What you should do:
Report back each line of the data that contains the word "fillSelect".

Data shown section start

//! Capture backends
//!
//! Video frames arrive either through an FFmpeg device demuxer (raw
//! cameras, X11 screens — owned by the pipeline) or through a pusher
//! that feeds the shared video ring (compressed cameras via GStreamer,
//! the synthetic test pattern). Audio always arrives through PulseAudio.

pub(crate) mod audio;
pub(crate) mod gst;
pub(crate) mod testsrc;
//! Embedded web interface
//!
//! A single static page served on the root url-path. It reads the
//! control API for available sources and builds a stream URL from the
//! selected options.

pub const WEBUI_HTML: &str = r#"<!DOCTYPE html>
<html lang="en">
<head>
<meta charset="utf-8">
<meta name="viewport" content="width=device-width, initial-scale=1">
<title>Argon</title>
<style>
 body { font-family: sans-serif; max-width: 44rem; margin: 2rem auto; padding: 0 1rem; background: #111; color: #ddd; }
 h1 { font-size: 1.4rem; }
 label { display: block; margin-top: .8rem; }
 select, input { width: 100%; padding: .4rem; margin-top: .2rem; background: #222; color: #ddd; border: 1px solid #444; }
 button { margin-top: 1rem; padding: .5rem 1.2rem; background: #2a6; color: #fff; border: 0; cursor: pointer; }
 video, audio { width: 100%; margin-top: 1rem; background: #000; }
 #err { color: #e66; margin-top: 1rem; }
</style>
</head>
<body>
<h1>Argon</h1>
<div id="err"></div>
<label>Stream format
 <select id="format">
  <option value="mp4">mp4</option>
  <option value="mpegts">mpegts</option>
  <option value="mp3">mp3</option>
 </select>
</label>
<label>Video source <select id="video"></select></label>
<label>Audio source <select id="audio"></select></label>
<label>Video orientation
 <select id="orientation">
  <option value="auto">auto</option>
  <option value="landscape">landscape</option>
  <option value="inverted-landscape">inverted-landscape</option>
  <option value="portrait">portrait</option>
  <option value="inverted-portrait">inverted-portrait</option>
 </select>
</label>
<label>Audio volume <input id="volume" type="number" min="0" max="10" step="0.1" value="1"></label>
<button id="play">Play</button>
<div id="player"></div>
<script>
const base = window.location.pathname.replace(/\/$/, '');

function fillSelect(el, sources) {
  el.innerHTML = '<option value="off">off</option>';
  for (const s of sources) {
    const o = document.createElement('option');
    o.value = s.name;
    o.textContent = s.name + ' (' + s.friendly_name + ')';
    el.appendChild(o);
  }
}

fetch(base + '/ctrl/info')
  .then(r => r.json())
  .then(info => {
    fillSelect(document.getElementById('video'), info.video_sources);
    fillSelect(document.getElementById('audio'), info.audio_sources);
    if (info.default_video_source) document.getElementById('video').value = info.default_video_source;
    if (info.default_audio_source) document.getElementById('audio').value = info.default_audio_source;
    document.getElementById('format').value = info.default_stream_format;
    document.getElementById('orientation').value = info.default_video_orientation;
    document.getElementById('volume').value = info.default_audio_volume;
  })
  .catch(() => {
    document.getElementById('err').textContent = 'Control API is not available.';
  });

document.getElementById('play').addEventListener('click', () => {
  const format = document.getElementById('format').value;
  const params = new URLSearchParams({
    'stream-format': format,
    'video-source': document.getElementById('video').value,
    'audio-source': document.getElementById('audio').value,
    'video-orientation': document.getElementById('orientation').value,
    'audio-volume': document.getElementById('volume').value,
  });
  const url = base + '/stream?' + params.toString();
  const player = document.getElementById('player');
  const el = document.createElement(format === 'mp3' ? 'audio' : 'video');
  el.controls = true;
  el.autoplay = true;
  el.src = url;
  player.replaceChildren(el);
});
</script>
</body>
</html>
"#;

Data shown section end

Output below:
function fillSelect(el, sources) {
    fillSelect(document.getElementById('video'), info.video_sources);
    fillSelect(document.getElementById('audio'), info.audio_sources);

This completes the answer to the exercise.